◆ **Work instruction**: Among the lines of the material below, count those with the string "bool". Give the number alone.

==================================================

use indicatif::{ProgressBar, ProgressStyle};
use std::time::Duration;

pub struct ProgressReporter {
    progress_bar: Option<ProgressBar>,
}

impl ProgressReporter {
    pub fn new(total: u64, message: &str, silent: bool) -> Self {
        if silent {
            return Self::silent();
        }

        let pb = ProgressBar::new(total);
        if let Ok(style) = ProgressStyle::default_bar()
            .template("{msg}\n{spinner:.green} [{elapsed_precise}] [{bar:40.cyan/blue}] {pos}/{len} ({eta})")
        {
            pb.set_style(style.progress_chars("#>-"));
        }
        pb.set_message(message.to_string());

        Self {
            progress_bar: Some(pb),
        }
    }

    pub fn new_spinner(message: &str, silent: bool) -> Self {
        if silent {
            return Self::silent();
        }

        let pb = ProgressBar::new_spinner();
        if let Ok(style) = ProgressStyle::default_spinner().template("{spinner:.green} {msg}") {
            pb.set_style(style);
        }
        pb.set_message(message.to_string());
        pb.enable_steady_tick(Duration::from_millis(100));

        Self {
            progress_bar: Some(pb),
        }
    }

    /// A reporter that draws nothing; used by tests and `--quiet`.
    pub fn silent() -> Self {
        Self { progress_bar: None }
    }

    pub fn increment(&self, delta: u64) {
        if let Some(ref pb) = self.progress_bar {
            pb.inc(delta);
        }
    }

    pub fn set_message(&self, message: &str) {
        if let Some(ref pb) = self.progress_bar {
            pb.set_message(message.to_string());
        }
    }

    pub fn finish_with_message(&self, message: &str) {
        if let Some(ref pb) = self.progress_bar {
            pb.finish_with_message(message.to_string());
        }
    }
}

impl Drop for ProgressReporter {
    fn drop(&mut self) {
        if let Some(ref pb) = self.progress_bar {
            if !pb.is_finished() {
                pb.finish_and_clear();
            }
        }
    }
}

==================================================

◆ **Answer box**: 2